Outside, and throughout the city’s streets, the fronts of many shops and the sides of buildings feature yet more ominous imagery of film legends past, each brimming with action and vibrant colors: Charlie Chaplin peers from the edge of a brick wall in “Modern Times” and Toshiro Mifune raises his sword in Akira Kurosawa’s samurai flick “Yojimbo.”

Noboru Kubo, perhaps Japan’s last remaining painter of old-style film billboards, is the man behind this nostalgic tour.

“The reason I do the old movies is because I like the retro look,” explains Kubo, who in 1941 was born in this sleepy Tokyo suburb, one-hour by train from Shinjuku. “Today’s movies seem to be too detached from the feeling I want to express.”

Noboru Kubo in Ome, Tokyo
Noboru Kubo in Ome, Tokyo
On Kubo’s business card, the first name reads “Bankan,” a lighthearted pronunciation twist on kanban, or billboard, and for much of his five decades in the business he has been delaying that inevitable day when this craft’s last brush stroke hits the paper.

Kubo’s cramped studio is filled with blank veneer boards leaning on their edge. The floor beneath his chair is splattered in specks and drips of color. To either side of him are plastic tubs of paint with wood mixing sticks sitting inside. Torn and wrinkled film posters, mainly from his favorite genre, chanbara (sword-fighting), are taped to the walls and scattered about the tables and floor.

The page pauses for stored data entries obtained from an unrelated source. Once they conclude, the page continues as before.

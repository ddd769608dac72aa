//! Server management commands.

use afkbot::registry::{EditionChoice, ServerRecord};
use anyhow::Result;
use serde::{Deserialize, Serialize};
use serde_json::json;

use crate::client::PanelClient;
use crate::OutputFormat;

#[derive(Debug, Serialize, Deserialize)]
struct Attempt {
    attempt_count: u32,
    max_attempts: u32,
}

#[derive(Debug, Serialize, Deserialize)]
struct LiveStatus {
    phase: String,
    attempt: Attempt,
}

#[derive(Debug, Serialize, Deserialize)]
struct ServerEntry {
    #[serde(flatten)]
    record: ServerRecord,
    live: Option<LiveStatus>,
}

#[derive(Serialize)]
struct ServersOutput {
    servers: Vec<ServerEntry>,
    total: usize,
}

pub async fn add(client: &PanelClient, address: &str, edition: EditionChoice, format: OutputFormat) -> Result<()> {
    let record: ServerRecord = client
        .post_json("/api/servers", &json!({ "address": address, "edition": edition }))
        .await?;

    match format {
        OutputFormat::Text => {
            println!("Added server {}", record.id);
            println!("  Address:  {}", record.address());
            println!("  Edition:  {}", record.edition);
            println!("  Bot name: {}", record.bot_username);
        }
        OutputFormat::Json => println!("{}", serde_json::to_string_pretty(&record)?),
    }
    Ok(())
}

pub async fn list(client: &PanelClient, format: OutputFormat) -> Result<()> {
    let servers: Vec<ServerEntry> = client.get("/api/servers").await?;
    let output = ServersOutput {
        total: servers.len(),
        servers,
    };

    match format {
        OutputFormat::Text => {
            if output.servers.is_empty() {
                println!("No servers registered.");
            } else {
                println!("{:<38} {:<32} {:<8} {:<11} {:>6}", "ID", "ADDRESS", "EDITION", "PHASE", "CONNS");
                println!("{}", "-".repeat(99));
                for entry in &output.servers {
                    println!(
                        "{:<38} {:<32} {:<8} {:<11} {:>6}",
                        entry.record.id,
                        entry.record.address(),
                        entry.record.edition.to_string(),
                        phase(entry),
                        entry.record.stats.total_connections
                    );
                }
                println!();
                println!("Total: {} server(s)", output.total);
            }
        }
        OutputFormat::Json => println!("{}", serde_json::to_string_pretty(&output)?),
    }
    Ok(())
}

pub async fn status(client: &PanelClient, id: &str, format: OutputFormat) -> Result<()> {
    let entry: ServerEntry = client.get(&format!("/api/servers/{id}")).await?;
    print_entry(&entry, format)
}

pub async fn start(client: &PanelClient, id: &str, format: OutputFormat) -> Result<()> {
    let entry: ServerEntry = client.post(&format!("/api/servers/{id}/start")).await?;
    if format == OutputFormat::Text {
        println!("Starting bot {} on {}", entry.record.bot_username, entry.record.address());
        return Ok(());
    }
    print_entry(&entry, format)
}

pub async fn stop(client: &PanelClient, id: &str, format: OutputFormat) -> Result<()> {
    let entry: ServerEntry = client.post(&format!("/api/servers/{id}/stop")).await?;
    if format == OutputFormat::Text {
        println!("Stopped bot {} on {}", entry.record.bot_username, entry.record.address());
        return Ok(());
    }
    print_entry(&entry, format)
}

pub async fn remove(client: &PanelClient, id: &str, format: OutputFormat) -> Result<()> {
    let record: ServerRecord = client.delete(&format!("/api/servers/{id}")).await?;
    match format {
        OutputFormat::Text => println!("Removed server {} ({})", record.id, record.address()),
        OutputFormat::Json => println!("{}", serde_json::to_string_pretty(&record)?),
    }
    Ok(())
}

fn print_entry(entry: &ServerEntry, format: OutputFormat) -> Result<()> {
    match format {
        OutputFormat::Text => {
            let record = &entry.record;
            println!("Server {}", record.id);
            println!("  Address:      {}", record.address());
            println!("  Edition:      {}", record.edition);
            println!("  Bot name:     {}", record.bot_username);
            println!("  Status:       {}", phase(entry));
            if let Some(live) = &entry.live {
                println!(
                    "  Attempt:      {}/{}",
                    live.attempt.attempt_count, live.attempt.max_attempts
                );
            }
            println!("  Connections:  {}", record.stats.total_connections);
            println!("  Last online:  {}", format_ago(record.stats.last_connection));
            println!("  Uptime:       {} min", record.stats.uptime_secs / 60);
        }
        OutputFormat::Json => println!("{}", serde_json::to_string_pretty(entry)?),
    }
    Ok(())
}

fn phase(entry: &ServerEntry) -> String {
    match &entry.live {
        Some(live) => live.phase.clone(),
        None if entry.record.is_running() => "running".to_string(),
        None => "stopped".to_string(),
    }
}

fn format_ago(millis: Option<i64>) -> String {
    let Some(millis) = millis else {
        return "never".to_string();
    };
    let secs = (afkbot::now_millis() - millis).max(0) / 1000;
    match secs {
        0..=59 => format!("{secs}s ago"),
        60..=3599 => format!("{}m ago", secs / 60),
        3600..=86_399 => format!("{}h ago", secs / 3600),
        _ => format!("{}d ago", secs / 86_400),
    }
}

Kubo, who always works in a bandanna and sandals, starts with a pencil, which is used to carefully make an outline of the main stars — for example, the distinctive curves and low neckline of Marilyn Monroe in “Some Like it Hot.” The mangled posters serve as guides for making certain that each character’s image and physical traits are replicated properly. “Of course I want to emphasize the main characters,” he says of each billboard’s layout. “But as well, I want to make it seem as if the characters are going to move as soon as you see them. I want the picture to seem dynamic, as if it is alive.”

In his rendering for “Shichinin no Samurai” (Seven Samurai), the hero, once again Mifune, legs slightly spread and mouth about to let forth with a scream, swings his sword high above his head. For “Bonnie and Clyde,” Warren Beatty grips the getaway car’s steering wheel from behind its bullet-hole-filled windshield as Faye Dunaway slightly tilts her head and laughs.

Colors are applied so that the background scene, perhaps the airplane lifting from the runway in “Casablanca,” appropriately blends with the larger characters in the foreground. “There is no plan,” Kubo says of his approach. “I just go with my instinct. All of the ideas pop into my head so I have no idea what I am doing from the start.”

The billboards are not without their quirks. Audrey Hepburn appears to be disillusioned as she peers from a near ninety-degree pivot of her head in “Roman Holiday.” Equally awkward is Richard Thorpe’s zombie-like stare at a herd of elephants in “Tarzan Escapes.”

Kubo’s beginnings in the trade go back to when he was 13, a time when he frequently saw billboards posted in front of a theater near his family home in Ome. One in particular that caught his eye was for a film starring Denjiro Okochi as the fictional character Tange Sazen, a one-eyed and one-armed samurai. “It was so catchy, so very impressive,” Kubo recalls.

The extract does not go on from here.